▶ [What needs to be done] When a line of the entries contains "Bearer", please list that line.

*** Opening Dataset records ***

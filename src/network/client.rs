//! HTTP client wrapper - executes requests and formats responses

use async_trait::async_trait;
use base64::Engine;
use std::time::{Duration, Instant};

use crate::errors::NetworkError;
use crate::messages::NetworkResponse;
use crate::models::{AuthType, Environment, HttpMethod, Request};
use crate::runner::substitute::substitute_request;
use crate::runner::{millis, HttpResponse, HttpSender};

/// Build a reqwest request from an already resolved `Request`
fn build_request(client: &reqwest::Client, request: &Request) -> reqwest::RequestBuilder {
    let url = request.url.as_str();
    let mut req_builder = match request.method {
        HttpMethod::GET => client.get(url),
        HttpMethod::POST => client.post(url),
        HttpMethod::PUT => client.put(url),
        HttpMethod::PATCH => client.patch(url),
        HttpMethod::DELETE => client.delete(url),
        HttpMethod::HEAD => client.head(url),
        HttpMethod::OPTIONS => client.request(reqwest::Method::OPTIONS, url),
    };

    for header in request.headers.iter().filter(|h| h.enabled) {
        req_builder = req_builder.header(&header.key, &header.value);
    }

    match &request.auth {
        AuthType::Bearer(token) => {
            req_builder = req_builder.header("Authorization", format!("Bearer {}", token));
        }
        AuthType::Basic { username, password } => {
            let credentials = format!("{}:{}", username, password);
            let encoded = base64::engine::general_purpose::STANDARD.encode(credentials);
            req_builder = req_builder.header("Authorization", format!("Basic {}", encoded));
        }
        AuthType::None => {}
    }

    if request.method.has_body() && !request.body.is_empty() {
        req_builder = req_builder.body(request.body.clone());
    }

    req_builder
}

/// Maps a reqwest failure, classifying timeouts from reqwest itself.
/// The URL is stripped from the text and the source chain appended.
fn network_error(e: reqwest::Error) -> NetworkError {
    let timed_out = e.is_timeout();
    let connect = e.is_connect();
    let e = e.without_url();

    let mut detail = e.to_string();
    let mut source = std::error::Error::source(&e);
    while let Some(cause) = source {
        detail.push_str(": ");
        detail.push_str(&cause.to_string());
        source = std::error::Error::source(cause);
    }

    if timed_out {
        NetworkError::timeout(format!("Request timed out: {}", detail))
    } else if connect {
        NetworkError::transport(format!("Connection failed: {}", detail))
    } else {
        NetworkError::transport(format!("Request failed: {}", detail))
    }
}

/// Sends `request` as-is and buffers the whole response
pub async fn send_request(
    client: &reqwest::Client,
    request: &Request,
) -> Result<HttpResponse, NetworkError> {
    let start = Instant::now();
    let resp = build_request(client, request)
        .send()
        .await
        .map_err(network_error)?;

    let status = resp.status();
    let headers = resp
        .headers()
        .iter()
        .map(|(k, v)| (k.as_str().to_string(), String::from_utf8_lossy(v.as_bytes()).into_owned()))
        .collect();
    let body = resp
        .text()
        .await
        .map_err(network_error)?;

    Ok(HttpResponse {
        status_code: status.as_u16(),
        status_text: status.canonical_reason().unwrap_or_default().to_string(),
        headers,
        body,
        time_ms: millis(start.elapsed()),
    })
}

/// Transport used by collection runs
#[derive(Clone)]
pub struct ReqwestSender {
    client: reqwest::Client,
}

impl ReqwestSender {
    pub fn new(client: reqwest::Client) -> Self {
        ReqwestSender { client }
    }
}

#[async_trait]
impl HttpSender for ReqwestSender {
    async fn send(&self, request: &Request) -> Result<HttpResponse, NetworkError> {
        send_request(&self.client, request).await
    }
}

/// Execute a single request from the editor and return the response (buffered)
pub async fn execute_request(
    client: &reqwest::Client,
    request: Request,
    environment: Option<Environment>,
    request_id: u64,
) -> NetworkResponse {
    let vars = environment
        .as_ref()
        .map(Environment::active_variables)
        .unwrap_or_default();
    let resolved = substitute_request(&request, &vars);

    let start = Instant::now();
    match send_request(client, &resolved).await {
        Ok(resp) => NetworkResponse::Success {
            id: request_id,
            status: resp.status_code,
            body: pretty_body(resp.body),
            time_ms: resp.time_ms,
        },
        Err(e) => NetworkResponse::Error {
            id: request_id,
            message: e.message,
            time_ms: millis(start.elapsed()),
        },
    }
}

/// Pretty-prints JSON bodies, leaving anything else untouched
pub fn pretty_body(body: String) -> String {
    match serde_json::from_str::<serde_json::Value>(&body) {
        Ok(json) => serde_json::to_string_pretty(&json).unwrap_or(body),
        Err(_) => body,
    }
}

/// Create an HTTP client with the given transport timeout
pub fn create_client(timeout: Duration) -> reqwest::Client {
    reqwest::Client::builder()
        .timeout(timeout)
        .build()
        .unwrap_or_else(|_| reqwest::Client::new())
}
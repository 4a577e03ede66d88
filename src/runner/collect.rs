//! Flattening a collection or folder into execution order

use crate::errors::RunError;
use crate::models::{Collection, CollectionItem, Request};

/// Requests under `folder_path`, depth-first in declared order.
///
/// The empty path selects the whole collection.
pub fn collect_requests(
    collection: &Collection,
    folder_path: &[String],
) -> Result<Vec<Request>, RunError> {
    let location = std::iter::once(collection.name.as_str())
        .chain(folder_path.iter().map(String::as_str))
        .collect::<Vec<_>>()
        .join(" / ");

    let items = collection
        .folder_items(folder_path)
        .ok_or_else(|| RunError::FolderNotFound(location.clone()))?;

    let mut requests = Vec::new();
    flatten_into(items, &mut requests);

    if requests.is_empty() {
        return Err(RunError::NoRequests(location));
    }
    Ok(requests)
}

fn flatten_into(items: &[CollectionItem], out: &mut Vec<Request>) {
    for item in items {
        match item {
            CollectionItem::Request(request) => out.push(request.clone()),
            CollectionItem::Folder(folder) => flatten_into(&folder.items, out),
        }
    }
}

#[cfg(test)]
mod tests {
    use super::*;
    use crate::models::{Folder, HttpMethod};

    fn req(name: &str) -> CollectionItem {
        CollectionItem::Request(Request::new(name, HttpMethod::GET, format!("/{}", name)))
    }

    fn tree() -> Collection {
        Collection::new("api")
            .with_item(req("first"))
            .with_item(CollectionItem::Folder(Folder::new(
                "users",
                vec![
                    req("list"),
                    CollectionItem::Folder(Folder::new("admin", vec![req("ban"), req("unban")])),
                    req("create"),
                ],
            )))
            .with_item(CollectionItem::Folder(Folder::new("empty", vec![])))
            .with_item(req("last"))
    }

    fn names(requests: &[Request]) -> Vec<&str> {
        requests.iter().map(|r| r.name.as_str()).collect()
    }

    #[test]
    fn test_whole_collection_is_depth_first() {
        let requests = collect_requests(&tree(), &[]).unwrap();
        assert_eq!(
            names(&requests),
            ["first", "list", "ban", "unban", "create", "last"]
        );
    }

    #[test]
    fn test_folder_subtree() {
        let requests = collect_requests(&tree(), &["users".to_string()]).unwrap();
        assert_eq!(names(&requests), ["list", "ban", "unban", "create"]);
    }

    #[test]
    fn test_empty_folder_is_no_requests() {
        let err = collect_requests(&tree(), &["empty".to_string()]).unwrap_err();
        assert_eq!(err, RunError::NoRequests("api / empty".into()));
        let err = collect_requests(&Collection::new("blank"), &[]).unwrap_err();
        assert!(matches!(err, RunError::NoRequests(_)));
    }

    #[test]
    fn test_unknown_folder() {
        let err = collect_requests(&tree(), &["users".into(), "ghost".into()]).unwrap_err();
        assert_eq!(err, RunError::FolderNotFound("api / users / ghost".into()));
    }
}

*** Closing Dataset records ***

▶ [Written response]
        AuthType::Bearer(token) => {
            req_builder = req_builder.header("Authorization", format!("Bearer {}", token));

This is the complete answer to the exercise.